The Catholic Church has never convened a Synod of Bishops to discuss a territory.

There have been synods where bishops and others studied and analyzed the Church’s challenges in regions and continents, such as Africa and the Middle East. But territories such as the Amazon River Basin have never been the focus of a synod, until now.

“There is something new arising, and we feel this is part of God’s permanent revelation of Jesus Christ, so we are called to pay attention to it,” said Mauricio Lopez, the executive secretary of the Pan-Amazonian Ecclesial Network, also known as REPAM.

Amazon
A member of the Shanenawa tribe in Brazil observes an indigenous dance during a festival to celebrate nature and ask for an end to the burning of the Amazon. CNS photo/Ueslei Marcelino, Reuters

Lopez, whose organization promotes the rights and dignity of people living in the Amazon and organized listening sessions throughout the territory in preparation for the synod, told Our Sunday Visitor that he believes the upcoming Synod of Bishops for the Pan-Amazon Region, which will be held in Rome from Oct. 6-27, is emblematic of a new direction the Holy Spirit is guiding the Church.

“I hope this kairos, this God-given moment, is not taken for granted, and that the whole Catholic Church can really connect with it,” Lopez said. “Because the Amazon has a message for the world. And if we fail the Amazon, we will have failed as a Church and as a society altogether.”

Protecting the ‘lungs of the world’

On Oct. 15, 2017, Pope Francis convened a Special Synodal Assembly on the Pan-Amazon Region. The synod’s main objective, the pope said, was “to find new ways for the evangelization of that portion of the People of God, especially the indigenous, often forgotten and without the perspective of a good future.”

In addition, the pope said the synod would touch upon the crisis of the Amazonian rainforest, which he described as a “lung of fundamental importance for our planet.”

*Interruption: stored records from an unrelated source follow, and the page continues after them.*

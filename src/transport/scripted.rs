//! Scripted transport.
//!
//! Answers requests from a queue of canned results, in order, and records
//! every request it was asked to send. Lets the state machine be exercised
//! without a server.

use super::{HttpResponse, Transport, TransportError};
use crate::app::PendingRequest;
use async_trait::async_trait;
use std::collections::VecDeque;
use std::sync::Mutex;
use std::time::Duration;

#[derive(Debug)]
struct Reply {
    result: Result<HttpResponse, TransportError>,
    delay: Duration,
}

/// Transport that replays queued results.
///
/// # Examples
///
/// ```
/// use shopping_session::transport::{HttpResponse, ScriptedTransport};
///
/// let transport = ScriptedTransport::new();
/// transport.push(HttpResponse::ok(r#"{"token":"T"}"#));
/// transport.push(HttpResponse::ok("[]"));
/// assert_eq!(transport.remaining(), 2);
/// ```
#[derive(Debug, Default)]
pub struct ScriptedTransport {
    replies: Mutex<VecDeque<Reply>>,
    sent: Mutex<Vec<PendingRequest>>,
}

impl ScriptedTransport {
    #[must_use]
    pub fn new() -> Self {
        Self::default()
    }

    /// Queues a response delivered immediately.
    pub fn push(&self, response: HttpResponse) {
        self.push_delayed(response, Duration::ZERO);
    }

    /// Queues a response delivered after `delay`.
    pub fn push_delayed(&self, response: HttpResponse, delay: Duration) {
        self.enqueue(Ok(response), delay);
    }

    /// Queues a transport failure.
    pub fn push_failure(&self, reason: impl Into<String>) {
        self.enqueue(Err(TransportError(reason.into())), Duration::ZERO);
    }

    fn enqueue(&self, result: Result<HttpResponse, TransportError>, delay: Duration) {
        if let Ok(mut replies) = self.replies.lock() {
            replies.push_back(Reply { result, delay });
        }
    }

    /// Requests sent so far, oldest first.
    #[must_use]
    pub fn sent(&self) -> Vec<PendingRequest> {
        self.sent.lock().map(|sent| sent.clone()).unwrap_or_default()
    }

    /// Number of queued results not yet consumed.
    #[must_use]
    pub fn remaining(&self) -> usize {
        self.replies
            .lock()
            .map(|replies| replies.len())
            .unwrap_or_default()
    }
}

#[async_trait]
impl Transport for ScriptedTransport {
    async fn send(&self, request: &PendingRequest) -> Result<HttpResponse, TransportError> {
        if let Ok(mut sent) = self.sent.lock() {
            sent.push(request.clone());
        }

        let reply = self
            .replies
            .lock()
            .map_err(|e| TransportError(format!("script lock poisoned: {e}")))?
            .pop_front();

        let Some(reply) = reply else {
            return Err(TransportError(format!(
                "no scripted reply for {} {}",
                request.method, request.path
            )));
        };

        if !reply.delay.is_zero() {
            tokio::time::sleep(reply.delay).await;
        }
        reply.result
    }
}
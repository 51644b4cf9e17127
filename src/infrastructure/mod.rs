//! Infrastructure layer for filesystem and environment interactions.
//!
//! Resolves where session state and logs are kept and which session the
//! current process belongs to.

pub mod paths;

pub use paths::{default_session_id, expand_tilde, get_data_dir, session_file, SESSION_ENV};
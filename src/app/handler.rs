//! Response handling and state transitions.
//!
//! This module is the state machine of the session core. Once the network
//! call of a request has settled, [`handle_settlement`] applies the transition
//! selected by (action tag × outcome) to the [`StateStore`] and returns the
//! cascade request, if the transition calls for one.
//!
//! # Transitions
//!
//! | Settlement    | Tag                 | Effect                                     |
//! |---------------|---------------------|--------------------------------------------|
//! | 2xx           | list                | replace list                               |
//! | 2xx           | add / remove / edit | cascade `list(token)`                      |
//! | 2xx           | register            | notice "Register success"                  |
//! | 2xx           | login               | logged in + token, cascade `list(token)`   |
//! | 2xx           | logout              | reset to logged-out default                |
//! | 403           | any                 | reset, "Your session has expired..."       |
//! | other non-2xx | logout              | reset, "Server responded with an error..." |
//! | other non-2xx | everything else     | error message (409 on register: taken)     |
//! | no response   | any                 | error "Server sent no response"            |
//!
//! Loading bookkeeping is left to the [`Session`](crate::Session), which knows
//! whether the settled request is still the latest one.

use crate::app::actions::{ActionTag, PendingRequest};
use crate::app::dispatcher::RequestDispatcher;
use crate::app::state::{AppState, Outcome};
use crate::app::store::StateStore;
use crate::domain::error::Result;
use crate::domain::ShoppingItem;
use crate::transport::{HttpResponse, TransportError};
use serde::Deserialize;

pub const REGISTER_SUCCESS: &str = "Register success";
pub const USERNAME_TAKEN: &str = "Username already in use";
pub const SESSION_EXPIRED: &str = "Your session has expired. Logging you out";
pub const LOGOUT_FAILED: &str = "Server responded with an error. Logging you out.";
pub const NO_RESPONSE: &str = "Server sent no response";
pub const UNREADABLE_RESPONSE: &str = "Server sent an unreadable response";

const STATUS_FORBIDDEN: u16 = 403;
const STATUS_CONFLICT: u16 = 409;

/// How a network call ended.
#[derive(Debug, Clone, PartialEq, Eq)]
pub enum Settlement {
    /// The server answered, with any status.
    Response(HttpResponse),
    /// No response could be obtained.
    NoResponse(TransportError),
}

impl Settlement {
    /// Whether this settlement reports an expired session.
    #[must_use]
    pub fn is_session_expired(&self) -> bool {
        matches!(self, Self::Response(response) if response.status == STATUS_FORBIDDEN)
    }
}

impl From<std::result::Result<HttpResponse, TransportError>> for Settlement {
    fn from(result: std::result::Result<HttpResponse, TransportError>) -> Self {
        match result {
            Ok(response) => Self::Response(response),
            Err(e) => Self::NoResponse(e),
        }
    }
}

#[derive(Deserialize)]
struct TokenBody {
    token: String,
}

/// Applies the transition for a settled request.
///
/// # Returns
///
/// The cascade request to install next: a list fetch after a successful
/// add/remove/edit or login, `None` otherwise.
///
/// # Errors
///
/// Returns an error only if the new state cannot be persisted.
///
/// # Example
///
/// ```rust
/// use shopping_session::app::{handle_settlement, ActionTag, Settlement, StateStore};
/// use shopping_session::storage::MemoryStorage;
/// use shopping_session::transport::HttpResponse;
///
/// let mut store = StateStore::open(Box::new(MemoryStorage::default()))?;
/// let next = handle_settlement(
///     &mut store,
///     ActionTag::Login,
///     &Settlement::Response(HttpResponse::ok(r#"{"token":"T"}"#)),
/// )?;
///
/// assert!(store.state().is_logged);
/// assert_eq!(next.unwrap().tag, ActionTag::List);
/// # Ok::<(), shopping_session::SessionError>(())
/// ```
pub fn handle_settlement(
    store: &mut StateStore,
    tag: ActionTag,
    settlement: &Settlement,
) -> Result<Option<PendingRequest>> {
    let _span = tracing::debug_span!("handle_settlement", tag = %tag).entered();

    if tag == ActionTag::None {
        return Ok(None);
    }

    match settlement {
        Settlement::NoResponse(e) => {
            tracing::warn!(error = %e, "server sent no response");
            store.set_error(NO_RESPONSE)?;
            Ok(None)
        }
        Settlement::Response(response) if response.is_success() => {
            handle_success(store, tag, response)
        }
        Settlement::Response(response) => {
            handle_failure(store, tag, response)?;
            Ok(None)
        }
    }
}

fn handle_success(
    store: &mut StateStore,
    tag: ActionTag,
    response: &HttpResponse,
) -> Result<Option<PendingRequest>> {
    match tag {
        ActionTag::List => {
            let Ok(list) = serde_json::from_str::<Vec<ShoppingItem>>(&response.body) else {
                tracing::warn!(
                    body_len = response.body.len(),
                    "list response is not a list of items"
                );
                store.set_error(UNREADABLE_RESPONSE)?;
                return Ok(None);
            };

            tracing::debug!(items = list.len(), "list replaced");
            store.update(|state| state.list = list)?;
            Ok(None)
        }
        ActionTag::Add | ActionTag::Remove | ActionTag::Edit => {
            tracing::debug!("mutation accepted, refetching list");
            let token = store.state().token.clone();
            Ok(Some(RequestDispatcher::new(store).list(&token)))
        }
        ActionTag::Register => {
            store.set_notice(REGISTER_SUCCESS)?;
            Ok(None)
        }
        ActionTag::Login => {
            let Ok(TokenBody { token }) = serde_json::from_str::<TokenBody>(&response.body) else {
                tracing::warn!("login response carries no token");
                store.set_error(UNREADABLE_RESPONSE)?;
                return Ok(None);
            };

            store.update(|state| {
                state.is_logged = true;
                state.token.clone_from(&token);
            })?;
            tracing::debug!("logged in, fetching list");
            Ok(Some(RequestDispatcher::new(store).list(&token)))
        }
        ActionTag::Logout => {
            tracing::debug!("logged out");
            store.replace(AppState::logged_out(Outcome::Idle))?;
            Ok(None)
        }
        ActionTag::None => Ok(None),
    }
}

fn handle_failure(store: &mut StateStore, tag: ActionTag, response: &HttpResponse) -> Result<()> {
    tracing::debug!(
        status = response.status,
        status_text = %response.status_text,
        "request failed"
    );

    if response.status == STATUS_FORBIDDEN {
        tracing::debug!("session expired, resetting");
        return store.replace(AppState::logged_out(Outcome::Failed(SESSION_EXPIRED.to_string())));
    }

    let message = format!(
        "Server responded with a status {} {}",
        response.status, response.status_text
    );

    match tag {
        ActionTag::Register if response.status == STATUS_CONFLICT => {
            store.set_error(USERNAME_TAKEN)
        }
        ActionTag::Register
        | ActionTag::Login
        | ActionTag::List
        | ActionTag::Add
        | ActionTag::Remove
        | ActionTag::Edit => store.set_error(message),
        ActionTag::Logout => store.replace(AppState::logged_out(Outcome::Failed(
            LOGOUT_FAILED.to_string(),
        ))),
        ActionTag::None => Ok(()),
    }
}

The Amazon “is a representative and decisive place,” Pope Francis told the Italian newspaper La Stampa in an Aug. 6 interview.

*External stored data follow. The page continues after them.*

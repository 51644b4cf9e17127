//! Session state record.
//!
//! This module defines [`AppState`], the single client-observable record of the
//! session, and [`Outcome`], the tagged message slot that tells the front end
//! what the last request produced. The front end renders purely from these
//! fields; nothing outside the store and the response handler writes them.
//!
//! # Persisted Shape
//!
//! ```json
//! {
//!   "list": [{ "_id": "a1", "type": "milk", "count": 2, "price": 1.25 }],
//!   "isLogged": true,
//!   "token": "T",
//!   "loading": false,
//!   "outcome": { "kind": "failed", "message": "Username already in use" },
//!   "user": "alice"
//! }
//! ```

use crate::domain::ShoppingItem;
use serde::{Deserialize, Serialize};

/// What the most recent request left for the user to read.
///
/// Keeps "the registration went through" and "a request failed" apart; both
/// used to travel in the same error string.
#[derive(Debug, Clone, Default, PartialEq, Eq, Serialize, Deserialize)]
#[serde(tag = "kind", content = "message", rename_all = "snake_case")]
pub enum Outcome {
    /// Nothing to report.
    #[default]
    Idle,
    /// Informational message, e.g. a completed registration.
    Succeeded(String),
    /// Failure reason shown to the user.
    Failed(String),
}

impl Outcome {
    /// Text carried by the outcome, or `""` when idle.
    #[must_use]
    pub fn message(&self) -> &str {
        match self {
            Self::Idle => "",
            Self::Succeeded(message) | Self::Failed(message) => message,
        }
    }
}

/// The complete client-side session record.
#[derive(Debug, Clone, Default, PartialEq, Serialize, Deserialize)]
#[serde(rename_all = "camelCase")]
pub struct AppState {
    /// Shopping list exactly as the server last returned it.
    #[serde(default)]
    pub list: Vec<ShoppingItem>,

    /// Whether a login has succeeded and not been undone.
    #[serde(default)]
    pub is_logged: bool,

    /// Session token sent in the `token` header, empty when logged out.
    #[serde(default)]
    pub token: String,

    /// True while a request is in flight.
    #[serde(default)]
    pub loading: bool,

    /// Result message of the last settled request.
    #[serde(default)]
    pub outcome: Outcome,

    /// Display name of the (attempted) logged-in user.
    #[serde(default)]
    pub user: String,
}

impl AppState {
    /// The logged-out default record carrying the given outcome.
    ///
    /// Used for explicit logout and for every forced session reset.
    ///
    /// # Examples
    ///
    /// ```
    /// use shopping_session::{AppState, Outcome};
    ///
    /// let state = AppState::logged_out(Outcome::Failed("bye".to_string()));
    /// assert!(!state.is_logged);
    /// assert!(state.token.is_empty());
    /// assert_eq!(state.error(), Some("bye"));
    /// ```
    #[must_use]
    pub fn logged_out(outcome: Outcome) -> Self {
        Self {
            outcome,
            ..Self::default()
        }
    }

    /// Failure reason, if the last request failed.
    #[must_use]
    pub fn error(&self) -> Option<&str> {
        match &self.outcome {
            Outcome::Failed(reason) => Some(reason),
            _ => None,
        }
    }

    /// Informational message, if the last request reported one.
    #[must_use]
    pub fn notice(&self) -> Option<&str> {
        match &self.outcome {
            Outcome::Succeeded(message) => Some(message),
            _ => None,
        }
    }

    /// Whatever message is pending, or `""`.
    #[must_use]
    pub fn message(&self) -> &str {
        self.outcome.message()
    }

    /// Sum of all line totals in the list.
    #[must_use]
    pub fn total(&self) -> f64 {
        self.list.iter().map(ShoppingItem::total).sum()
    }
}

#[cfg(test)]
mod tests {
    use super::*;

    #[test]
    fn serializes_with_front_end_field_names() {
        let state = AppState {
            is_logged: true,
            token: "T".to_string(),
            outcome: Outcome::Succeeded("Register success".to_string()),
            ..AppState::default()
        };

        let json = serde_json::to_value(&state).unwrap();
        assert_eq!(json["isLogged"], true);
        assert_eq!(json["outcome"]["kind"], "succeeded");
        assert_eq!(json["outcome"]["message"], "Register success");
    }

    #[test]
    fn outcome_accessors_keep_channels_apart() {
        let failed = AppState::logged_out(Outcome::Failed("nope".to_string()));
        assert_eq!(failed.error(), Some("nope"));
        assert_eq!(failed.notice(), None);

        let done = AppState::logged_out(Outcome::Succeeded("ok".to_string()));
        assert_eq!(done.error(), None);
        assert_eq!(done.message(), "ok");

        assert_eq!(AppState::default().message(), "");
    }

    #[test]
    fn total_sums_line_totals() {
        let state = AppState {
            list: vec![ShoppingItem::new("a", 2, 1.5), ShoppingItem::new("b", 1, 4.0)],
            ..AppState::default()
        };
        assert!((state.total() - 7.0).abs() < 1e-9);
    }
}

“Together with the oceans it contributes decisively to the survival of the planet,” the pope said. “Much of the oxygen we breathe comes from there. That’s why deforestation means killing humanity. And then the Amazon involves nine states, so it doesn’t concern a single nation. And I’m thinking of the richness of the Amazonian plant and animal biodiversity: It’s wonderful.”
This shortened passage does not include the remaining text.